PDGFRα/β expression correlates with the metastatic behavior of human colorectal cancer: A possible rationale for a molecular targeting strategy

As new multi-target tyrosine kinase inhibitors are emerging in the therapy of various malignancies, our aim was to define the co-expression pattern of receptor-tyrosine-kinase platelet-derived growth factor receptors a and β (PDGFRa/β) in human colorectal cancer. The co-expression pattern of PDGFRa/β was analyzed by RT-PCR in 99 histologically confirmed human colorectal carcinomas and five colorectal cancer cell lines. In addition, immunohistochemical (IHC) staining was applied for confirmation of expression and analysis of receptor tyrosine kinase (RTK) localisation. The colorectal cancer cell lines that were analysed revealed varying expression intensities of PDGFRa and PDGFRβ. The majority of human colorectal cancer specimens revealed a PDGFRa (83%) or PDGFRβ (60%) expression. While PDGFRa showed a predominantly cytoplasmic staining in tumor cells as well as in stromal pericytes, PDGFRfi was restricted to stromal pericytes only.
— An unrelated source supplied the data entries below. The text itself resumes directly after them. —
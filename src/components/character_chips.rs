//! Character Chips Component
//!
//! Wrapped row of character names under a film.

use leptos::prelude::*;

use crate::render::CharacterChipData;
use crate::theme::{style, Style};

#[component]
pub fn CharacterChips(characters: Vec<CharacterChipData>) -> impl IntoView {
    view! {
        <div style=style(Style::Info)>
            <span style=style(Style::InfoTitle)>"Characters:"</span>
            <div style=style(Style::Row)>
                <For
                    each=move || characters.clone()
                    key=|chip| chip.key.clone()
                    children=|chip| {
                        view! {
                            <div class="character-chip" style=style(Style::Character)>
                                <span style=style(Style::TextLight)>{chip.label}</span>
                            </div>
                        }
                    }
                />
            </div>
        </div>
    }
}
//! GraphQL Transport
//!
//! One POST per query document, JSON envelope in and out.
//! Query-specific bindings live in submodules.

mod films;

pub use films::fetch_dataset;

use std::future::Future;
use std::time::Duration;

use serde::de::DeserializeOwned;
use serde::{Deserialize, Serialize};
use tracing::{debug, warn};

use crate::config::ClientConfig;
use crate::error::FetchError;

/// Longest slice of an error body kept in a `FetchError::Server` message
const MAX_ERROR_BODY: usize = 200;

// ========================
// Wire Structs
// ========================

#[derive(Serialize)]
struct QueryBody<'a> {
    query: &'a str,
    /// Always present on the wire, `null` when the document takes no variables
    variables: Option<serde_json::Value>,
}

#[derive(Debug, Deserialize)]
struct Envelope<T> {
    data: Option<T>,
    errors: Option<Vec<GraphQlError>>,
}

#[derive(Debug, Deserialize)]
struct GraphQlError {
    message: String,
}

// ========================
// Execution
// ========================

/// Send `document` to the configured endpoint and decode its `data` payload.
pub async fn execute<T: DeserializeOwned>(
    config: &ClientConfig,
    document: &str,
) -> Result<T, FetchError> {
    let client = build_client(config)?;
    let request = client.post(&config.endpoint).json(&QueryBody {
        query: document,
        variables: None,
    });

    let exchange = async move {
        let response = request.send().await?;
        let status = response.status();
        let body = response.text().await?;
        Ok::<_, FetchError>((status, body))
    };
    let (status, body) = bounded(config.timeout(), exchange).await?;
    debug!(status = status.as_u16(), bytes = body.len(), "graphql response received");

    if !status.is_success() {
        return Err(FetchError::Server {
            status: status.as_u16(),
            message: truncate(body.trim(), MAX_ERROR_BODY),
        });
    }

    decode_envelope(status.as_u16(), &body)
}

fn decode_envelope<T: DeserializeOwned>(status: u16, body: &str) -> Result<T, FetchError> {
    let envelope: Envelope<T> = serde_json::from_str(body)?;
    let messages = envelope
        .errors
        .unwrap_or_default()
        .into_iter()
        .map(|e| e.message)
        .collect::<Vec<_>>();

    match envelope.data {
        Some(data) => {
            if !messages.is_empty() {
                warn!(errors = ?messages, "graphql response carried partial errors");
            }
            Ok(data)
        }
        None if !messages.is_empty() => Err(FetchError::Server {
            status,
            message: messages.join("; "),
        }),
        None => Err(FetchError::Parse("response has no `data` field".to_string())),
    }
}

fn truncate(text: &str, max_chars: usize) -> String {
    text.chars().take(max_chars).collect()
}

fn build_client(config: &ClientConfig) -> Result<reqwest::Client, FetchError> {
    let builder = reqwest::Client::builder();
    #[cfg(not(target_arch = "wasm32"))]
    let builder = match config.timeout() {
        Some(timeout) => builder.timeout(timeout),
        None => builder,
    };
    #[cfg(target_arch = "wasm32")]
    let _ = config;
    Ok(builder.build()?)
}

/// Race the exchange against a browser timer; the fetch backend has no timeout of its own.
#[cfg(target_arch = "wasm32")]
async fn bounded<T, F>(timeout: Option<Duration>, exchange: F) -> Result<T, FetchError>
where
    F: Future<Output = Result<T, FetchError>>,
{
    use futures::future::{select, Either};
    use gloo_timers::future::TimeoutFuture;

    let Some(limit) = timeout else {
        return exchange.await;
    };
    let millis = u32::try_from(limit.as_millis()).unwrap_or(u32::MAX);
    let timer = TimeoutFuture::new(millis);
    futures::pin_mut!(exchange, timer);

    match select(exchange, timer).await {
        Either::Left((result, _)) => result,
        Either::Right(_) => Err(FetchError::Network(format!(
            "request timed out after {} ms",
            millis
        ))),
    }
}

/// Native builds enforce the timeout in the client builder.
#[cfg(not(target_arch = "wasm32"))]
async fn bounded<T, F>(_timeout: Option<Duration>, exchange: F) -> Result<T, FetchError>
where
    F: Future<Output = Result<T, FetchError>>,
{
    exchange.await
}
Furthermore, PDGFRa expression significantly correlated with lymph node metastasis (P=0.0082) and advanced UICC stages III/IV (P=0.018) in older patients (P=0.043). PDGFRβ expression only revealed a trend towards lymphatic dissemination (P=0.099). Co-expression of PDGFRa/β occurred in 57% of the colorectal cancer samples, whereas another 29% of the samples depicted mono-expression of PDGFRa or PDGFRfi. Notably, PDGFRa/β expression significantly correlated with lymphatic metastasis (P=0.007) and advanced UICC stages III/IV (P=0.017) in older patients (P=0.03). In summary, our results revealed that PDGFRα/β expression significantly correlates with lymphatic dissemination and therefore encourages application of PDGFRa/B RTK-inhibitors within a combination therapy.